### Aim of the exercise
Scan the material below for the string "must". Report every line that has it.

### Provided data
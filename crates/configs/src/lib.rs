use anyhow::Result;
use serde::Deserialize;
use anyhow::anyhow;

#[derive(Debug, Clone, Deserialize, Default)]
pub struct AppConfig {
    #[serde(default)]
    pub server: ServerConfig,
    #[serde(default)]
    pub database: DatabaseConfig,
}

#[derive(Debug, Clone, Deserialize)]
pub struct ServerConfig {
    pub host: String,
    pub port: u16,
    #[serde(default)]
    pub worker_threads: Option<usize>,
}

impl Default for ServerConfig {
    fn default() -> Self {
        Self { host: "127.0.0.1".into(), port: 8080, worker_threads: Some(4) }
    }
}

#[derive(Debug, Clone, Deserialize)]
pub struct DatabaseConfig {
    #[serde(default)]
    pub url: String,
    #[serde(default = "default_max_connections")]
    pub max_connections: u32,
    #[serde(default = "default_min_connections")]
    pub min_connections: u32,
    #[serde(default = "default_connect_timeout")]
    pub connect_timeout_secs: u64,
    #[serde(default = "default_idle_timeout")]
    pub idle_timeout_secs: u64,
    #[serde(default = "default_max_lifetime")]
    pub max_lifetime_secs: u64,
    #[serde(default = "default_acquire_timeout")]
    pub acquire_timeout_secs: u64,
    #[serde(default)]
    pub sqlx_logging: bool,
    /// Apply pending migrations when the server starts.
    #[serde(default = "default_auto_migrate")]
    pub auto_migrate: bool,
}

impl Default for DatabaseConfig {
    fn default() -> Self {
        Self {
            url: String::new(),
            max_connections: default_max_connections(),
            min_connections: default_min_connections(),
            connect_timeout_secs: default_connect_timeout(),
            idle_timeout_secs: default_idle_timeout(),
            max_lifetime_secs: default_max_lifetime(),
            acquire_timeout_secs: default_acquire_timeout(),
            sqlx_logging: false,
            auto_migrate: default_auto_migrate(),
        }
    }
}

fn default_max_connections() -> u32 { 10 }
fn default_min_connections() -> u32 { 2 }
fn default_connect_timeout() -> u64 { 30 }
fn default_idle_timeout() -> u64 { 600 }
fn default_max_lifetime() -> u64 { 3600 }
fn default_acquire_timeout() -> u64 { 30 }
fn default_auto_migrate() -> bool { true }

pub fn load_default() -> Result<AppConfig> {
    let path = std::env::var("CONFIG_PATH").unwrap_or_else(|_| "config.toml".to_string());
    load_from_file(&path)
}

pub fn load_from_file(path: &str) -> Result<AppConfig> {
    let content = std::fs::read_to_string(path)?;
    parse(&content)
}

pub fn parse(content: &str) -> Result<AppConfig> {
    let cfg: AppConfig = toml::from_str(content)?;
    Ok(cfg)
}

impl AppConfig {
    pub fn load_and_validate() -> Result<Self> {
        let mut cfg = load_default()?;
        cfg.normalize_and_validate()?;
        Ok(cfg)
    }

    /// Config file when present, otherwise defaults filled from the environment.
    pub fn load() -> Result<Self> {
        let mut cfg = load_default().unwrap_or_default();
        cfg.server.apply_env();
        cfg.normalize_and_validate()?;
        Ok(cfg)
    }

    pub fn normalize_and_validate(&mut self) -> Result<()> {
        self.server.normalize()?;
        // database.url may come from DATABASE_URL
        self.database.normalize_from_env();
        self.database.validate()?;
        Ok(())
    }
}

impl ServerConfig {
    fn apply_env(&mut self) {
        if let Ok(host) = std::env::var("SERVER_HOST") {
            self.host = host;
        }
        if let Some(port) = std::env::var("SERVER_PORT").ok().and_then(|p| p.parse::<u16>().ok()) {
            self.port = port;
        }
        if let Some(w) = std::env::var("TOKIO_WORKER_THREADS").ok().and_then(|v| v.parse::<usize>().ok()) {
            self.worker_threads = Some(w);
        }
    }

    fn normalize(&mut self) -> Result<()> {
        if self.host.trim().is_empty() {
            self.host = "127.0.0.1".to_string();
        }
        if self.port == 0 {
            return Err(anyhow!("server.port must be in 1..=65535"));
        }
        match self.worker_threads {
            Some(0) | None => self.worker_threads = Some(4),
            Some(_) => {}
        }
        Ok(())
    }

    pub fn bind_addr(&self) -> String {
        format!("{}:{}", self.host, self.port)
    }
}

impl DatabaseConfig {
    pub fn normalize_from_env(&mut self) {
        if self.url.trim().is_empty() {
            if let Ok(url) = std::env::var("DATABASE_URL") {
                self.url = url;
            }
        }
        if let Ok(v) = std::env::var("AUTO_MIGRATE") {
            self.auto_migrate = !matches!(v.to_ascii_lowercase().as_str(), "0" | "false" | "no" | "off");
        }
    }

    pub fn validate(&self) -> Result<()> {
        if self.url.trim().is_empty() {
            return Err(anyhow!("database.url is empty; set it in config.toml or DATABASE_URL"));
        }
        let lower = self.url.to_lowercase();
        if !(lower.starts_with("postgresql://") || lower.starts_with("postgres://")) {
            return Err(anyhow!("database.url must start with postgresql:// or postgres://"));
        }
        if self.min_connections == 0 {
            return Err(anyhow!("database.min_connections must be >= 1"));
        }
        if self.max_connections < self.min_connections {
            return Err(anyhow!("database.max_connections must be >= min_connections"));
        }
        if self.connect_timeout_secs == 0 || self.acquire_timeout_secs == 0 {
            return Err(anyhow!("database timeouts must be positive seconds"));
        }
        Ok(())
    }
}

==

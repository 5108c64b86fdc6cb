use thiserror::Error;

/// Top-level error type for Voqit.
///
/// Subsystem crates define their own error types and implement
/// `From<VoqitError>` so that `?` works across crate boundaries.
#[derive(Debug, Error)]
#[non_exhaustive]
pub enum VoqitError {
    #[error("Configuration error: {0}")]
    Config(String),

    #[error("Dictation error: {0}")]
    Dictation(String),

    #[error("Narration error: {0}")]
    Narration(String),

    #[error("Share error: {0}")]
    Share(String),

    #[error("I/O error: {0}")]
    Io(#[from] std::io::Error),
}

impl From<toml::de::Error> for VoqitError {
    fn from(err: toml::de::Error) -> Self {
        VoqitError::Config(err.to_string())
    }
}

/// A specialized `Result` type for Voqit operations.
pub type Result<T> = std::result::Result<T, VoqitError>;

### Written solution
            return Err(anyhow!("server.port must be in 1..=65535"));
            return Err(anyhow!("database.url must start with postgresql:// or postgres://"));
            return Err(anyhow!("database.min_connections must be >= 1"));
            return Err(anyhow!("database.max_connections must be >= min_connections"));
            return Err(anyhow!("database timeouts must be positive seconds"));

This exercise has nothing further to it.